No obstante, como todo teledrama es una historia de amor y la venganza en medio de la disputa por el poder y la corrupción en México. Los desencuentros entre parejas son el eje de la telenovela, pero ese amor entre un periodista, una Infame, Lola y el español, logran impedir que un candidato ligado con el narco asuma la presidencia. Podríamos decir que los Cuatro Fantásticos salvaron al país de un bad hombre. No fue una acción colectiva, ni resultado de la rebelión de las masas. El acto de justicia se inició por los deseos de Lola de vengarse de quienes mataron a su novio y la enviaron a la cárcel acusada de este asesinato. Para lograrlo se convierte en una “Reina de Palacio” en el Ministerio de hacienda.

A las feministas no les gustara el papel de cuatro mujeres que usan su cuerpo para convencer a gobernadores, empresarios, diplomáticos, diputados y lectores de noticias, de apoyar a Juan José Benavides en su candidatura presidencial. Por eso a estas féminas les nombran las Reinas de Palacio. Una de ellas es familiar del clan de narcotráfico de los Preciado financistas de la campaña de Benavides. Es interesante las discusiones entre aspirante y narcos para negociar la entrega de dinero y las facilidades para operar empresas para lavar el dinero y operar sin la presión de la policía. Resalta el monitoreo de los medios con sus me gusta o disgusta, hoy que tanta desilusión le causaron a Peña Nieto.

El teledrama abarca las intrigas entre Porfirio Cisneros y Ana Leguina por heredar el Ministerio de Hacienda. Cualquier parecido con la pugna ente Videgaray y Chong, es mera coincidencia. El presidente es bisexual y enamorado de su delfín, un diputado quien será el sucesor. Aquí no encontré el símil. La trama incluye asesinatos, subordinación, saqueo en el año de Hidalgo, el control de la información en la televisora igual a Televisa y López Doriga. Además, el uso de las redes y las encuestas para orientar el contenido del discurso de las campañas, las fake news y la propaganda de lodo para descreditar al adversario.
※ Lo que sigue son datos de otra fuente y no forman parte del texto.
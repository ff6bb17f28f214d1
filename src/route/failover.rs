//! The failover route (§4.3): children tried strictly sequentially
//! until one's reply does not trigger failover, or the last is reached.

use std::sync::Arc;

use async_trait::async_trait;
use tracing::{debug, warn};

use crate::classifier::FailoverErrors;
use crate::context::RequestContext;
use crate::protocol::{OperationType, Reply, Request};

use super::{traverse_children, RouteHandle, Visitor};

/// An ordered list of children and a classifier (§4.3). The factory
/// (§6) collapses `N = 0` to `Null` and `N = 1` to the sole child
/// before this type is ever constructed, so `Failover` itself only
/// needs to handle `N >= 2`; it still behaves correctly at smaller `N`
/// if constructed directly, for tests that want to exercise it without
/// going through the factory.
pub struct Failover {
    children: Vec<Arc<dyn RouteHandle>>,
    errors: FailoverErrors,
}

impl Failover {
    #[must_use]
    pub fn new(children: Vec<Arc<dyn RouteHandle>>, errors: FailoverErrors) -> Arc<dyn RouteHandle> {
        Arc::new(Self { children, errors })
    }
}

#[async_trait]
impl RouteHandle for Failover {
    async fn route(&self, ctx: &Arc<RequestContext>, request: &Request, op: OperationType) -> Reply {
        if self.children.is_empty() {
            return Reply::new(op.null_route_result());
        }
        let limit = if ctx.failover_disabled() { 1 } else { self.children.len() };
        let family = op.family();
        let mut last = None;
        for (i, child) in self.children.iter().take(limit).enumerate() {
            let reply = child.route(ctx, request, op).await;
            let is_last = i + 1 == limit;
            if is_last || !self.errors.should_failover(reply.result, family) {
                if i > 0 {
                    debug!(child = i, result = ?reply.result, "failover resolved");
                }
                return reply;
            }
            warn!(child = i, result = ?reply.result, "child reply triggers failover, trying next");
            last = Some(reply);
        }
        last.expect("loop always assigns `last` before falling through when limit > 0")
    }

    fn traverse(&self, request: &Request, op: OperationType, visitor: &mut dyn Visitor) {
        traverse_children(&self.children, request, op, visitor);
    }

    fn name(&self) -> &str {
        "Failover"
    }
}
Al final, Casilda, la encargada de la imagen de Benavides en la campaña presidencial denuncia en rueda de prensa la corrupción del elegido presidente de México, antes de dar su mensaje a la nación. Aliada con su novio el periodista y Lola, decidió develar a Benavides porque fue secuestrada por el mismo candidato y la violaron. Así se juntó a los afanes de venganza de Lola y el español, porque a su hermana la asesinaron. Cisneros va a la cárcel por corrupto como ajustes de cuentas entre políticos y lo golpean en su celda. Ana Leguina, parte del cártel de los Preciado huye a otro país, con toda impunidad. Descubierto Benavides y su imperio destruido, opta por suicidarse de un balazo en la boca.
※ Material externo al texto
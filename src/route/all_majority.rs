//! The all-majority route (§4.6): parallel fan-out, return the mode
//! reply, breaking ties toward the first child.

use std::collections::HashMap;
use std::sync::Arc;

use async_trait::async_trait;
use futures::future::join_all;

use crate::context::RequestContext;
use crate::protocol::{OperationType, Reply, Request, ResultCode};

use super::{traverse_children, RouteHandle, Visitor};

pub struct AllMajority {
    children: Vec<Arc<dyn RouteHandle>>,
}

impl AllMajority {
    #[must_use]
    pub fn new(children: Vec<Arc<dyn RouteHandle>>) -> Arc<dyn RouteHandle> {
        Arc::new(Self { children })
    }
}

#[async_trait]
impl RouteHandle for AllMajority {
    async fn route(&self, ctx: &Arc<RequestContext>, request: &Request, op: OperationType) -> Reply {
        if self.children.is_empty() {
            return Reply::new(op.null_route_result());
        }
        let futures = self.children.iter().map(|child| child.route(ctx, request, op));
        let replies = join_all(futures).await;

        let mut counts: HashMap<ResultCode, usize> = HashMap::new();
        for reply in &replies {
            *counts.entry(reply.result).or_insert(0) += 1;
        }
        let max_count = *counts.values().max().expect("non-empty children produce at least one reply");
        replies
            .into_iter()
            .find(|r| counts[&r.result] == max_count)
            .expect("at least one reply attains the max count")
    }

    fn traverse(&self, request: &Request, op: OperationType, visitor: &mut dyn Visitor) {
        traverse_children(&self.children, request, op, visitor);
    }

    fn name(&self) -> &str {
        "AllMajority"
    }
}
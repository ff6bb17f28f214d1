//! The all-async route (§4.6): parallel fan-out, return Null
//! immediately; the context retains ownership until every child
//! completes in the background.

use std::sync::Arc;

use async_trait::async_trait;

use crate::context::RequestContext;
use crate::protocol::{OperationType, Reply, Request};

use super::{traverse_children, RouteHandle, Visitor};

pub struct AllAsync {
    children: Vec<Arc<dyn RouteHandle>>,
}

impl AllAsync {
    #[must_use]
    pub fn new(children: Vec<Arc<dyn RouteHandle>>) -> Arc<dyn RouteHandle> {
        Arc::new(Self { children })
    }
}

#[async_trait]
impl RouteHandle for AllAsync {
    async fn route(&self, ctx: &Arc<RequestContext>, request: &Request, op: OperationType) -> Reply {
        for child in &self.children {
            let child = Arc::clone(child);
            let request = request.clone();
            let ctx_for_spawn = Arc::clone(ctx);
            ctx.spawn_background(async move {
                child.route(&ctx_for_spawn, &request, op).await;
            });
        }
        Reply::new(op.null_route_result())
    }

    fn traverse(&self, request: &Request, op: OperationType, visitor: &mut dyn Visitor) {
        traverse_children(&self.children, request, op, visitor);
    }

    fn name(&self) -> &str {
        "AllAsync"
    }
}

#[cfg(test)]
mod tests {
    use super::*;
    use crate::context::{ConfigSnapshot, OwnedContext, Worker};
    use crate::domain_types::{Priority, WorkerId};
    use crate::pool::{StaticPool, UpstreamPool};
    use crate::protocol::ResultCode;
    use crate::route::terminal::{Destination, Null};

    #[tokio::test]
    async fn returns_null_immediately_but_reaches_every_child() {
        let a = Arc::new(StaticPool::new("a", Reply::new(ResultCode::Found)));
        let b = Arc::new(StaticPool::new("b", Reply::new(ResultCode::Found)));
        let route = AllAsync::new(vec![
            Destination::new("a", Arc::clone(&a) as Arc<dyn UpstreamPool>),
            Destination::new("b", Arc::clone(&b) as Arc<dyn UpstreamPool>),
        ]);

        let (tx, rx) = tokio::sync::oneshot::channel();
        let tx = std::sync::Mutex::new(Some(tx));
        let (worker, _loop) = Worker::spawn(WorkerId::from(0));
        let owned = OwnedContext::create(
            worker,
            Request::new(OperationType::Get, "k"),
            |_| {},
            move || {
                if let Some(tx) = tx.lock().unwrap().take() {
                    let _ = tx.send(());
                }
            },
            Priority::Normal,
        );
        let ctx = owned
            .process(Arc::new(ConfigSnapshot { version: 1, root: Null::new_handle() }))
            .unwrap();

        let reply = route.route(&ctx.as_arc(), &Request::new(OperationType::Get, "k"), OperationType::Get).await;
        assert_eq!(reply.result, ResultCode::NotFound);
        ctx.send_reply(reply);
        rx.await.unwrap();
        assert_eq!(a.seen_keys().len(), 1);
        assert_eq!(b.seen_keys().len(), 1);
    }
}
Reconozco que no aporté elementos nuevos para la comprensión del México de hoy. Pero prefiero ver en la televisión los desfiguros de los políticos que cobran por gobernar. Al menos sé que actúan y son menos falsos que los actuales suspirantes por el hueso. O quiero pensar que es ficción y esto no sucede en México, es una telenovela. O será porque la temática no es para publicitarse como: “Es una historia basada en hechos reales. Los nombres fueron cambiados para proteger a los inocentes.” Es difícil creer que en México mandan los capos y no el presidente, gracias al poder del dinero. En diálogo Ana Leguina le dice a Benavides que se discipline porque ellos aportan el dinero, sin él no hay campaña.
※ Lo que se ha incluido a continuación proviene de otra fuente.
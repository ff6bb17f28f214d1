//! The hash route (§4.6): picks a child by `H(key) mod N` and performs
//! a single dispatch — no failover, no fan-out.

use std::sync::Arc;

use async_trait::async_trait;

use crate::context::RequestContext;
use crate::protocol::{OperationType, Reply, Request};

use super::{traverse_children, RouteHandle, ShardSplitterDescriptor, Visitor};

pub struct Hash {
    children: Vec<Arc<dyn RouteHandle>>,
}

impl Hash {
    #[must_use]
    pub fn new(children: Vec<Arc<dyn RouteHandle>>) -> Arc<dyn RouteHandle> {
        Arc::new(Self { children })
    }

    fn pick(&self, request: &Request) -> Option<&Arc<dyn RouteHandle>> {
        if self.children.is_empty() {
            return None;
        }
        let idx = (request.key.hash64() % self.children.len() as u64) as usize;
        self.children.get(idx)
    }
}

#[async_trait]
impl RouteHandle for Hash {
    async fn route(&self, ctx: &Arc<RequestContext>, request: &Request, op: OperationType) -> Reply {
        match self.pick(request) {
            Some(child) => child.route(ctx, request, op).await,
            None => Reply::new(op.null_route_result()),
        }
    }

    fn traverse(&self, request: &Request, op: OperationType, visitor: &mut dyn Visitor) {
        visitor.visit_shard_splitter(
            &ShardSplitterDescriptor {
                name: self.name().to_string(),
                shard_count: self.children.len(),
            },
            request,
            op,
        );
        // Best-effort/over-approximating (§4.1): traversal does not
        // recompute the hash, so it visits every shard rather than only
        // the one a real `route()` call would pick.
        traverse_children(&self.children, request, op, visitor);
    }

    fn name(&self) -> &str {
        "Hash"
    }
}

#[cfg(test)]
mod tests {
    use super::*;
    use crate::context::{ConfigSnapshot, OwnedContext, Worker};
    use crate::domain_types::{Priority, WorkerId};
    use crate::pool::{StaticPool, UpstreamPool};
    use crate::protocol::ResultCode;
    use crate::route::terminal::{Destination, Null};

    #[tokio::test]
    async fn same_key_always_picks_same_child() {
        let a = Arc::new(StaticPool::new("a", Reply::new(ResultCode::Found)));
        let b = Arc::new(StaticPool::new("b", Reply::new(ResultCode::Found)));
        let route = Hash::new(vec![
            Destination::new("a", Arc::clone(&a) as Arc<dyn UpstreamPool>),
            Destination::new("b", Arc::clone(&b) as Arc<dyn UpstreamPool>),
        ]);
        let (worker, _) = Worker::spawn(WorkerId::from(0));
        let owned = OwnedContext::create(worker, Request::new(OperationType::Get, "k"), |_| {}, || {}, Priority::Normal);
        let ctx = owned
            .process(Arc::new(ConfigSnapshot { version: 1, root: Null::new_handle() }))
            .unwrap()
            .as_arc();

        let req = Request::new(OperationType::Get, "stable-key");
        route.route(&ctx, &req, OperationType::Get).await;
        route.route(&ctx, &req, OperationType::Get).await;

        let total_a = a.seen_keys().len();
        let total_b = b.seen_keys().len();
        assert_eq!(total_a + total_b, 2);
        assert!(total_a == 2 || total_b == 2, "both dispatches must land on the same shard");
    }
}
Sin embargo, el teledrama termina con una la voz en off de Lola: “Esto nos el final. Es tan solo la punta de una larga cadena. De una maquinaria que impunemente secuestra libertades. Nos han hecho prisioneros del miedo. Nos han enseñado a callar. No es una cabeza la que tiene que caer para que cambien las cosas… El poder de un país no está en unos cuantos. El poder está en la suma de conciencias y voluntades dispuestas a invertir la pirámide. El camino somos nosotros.” Mensaje para los mesías, pragmáticos y tránsfugas que pretenden transformar al país con “Este soy”. La segunda revolución no vendrá con discursos de la derecha y de arriba, sino desde abajo y a la izquierda, desde eso que todavía se llama pueblo.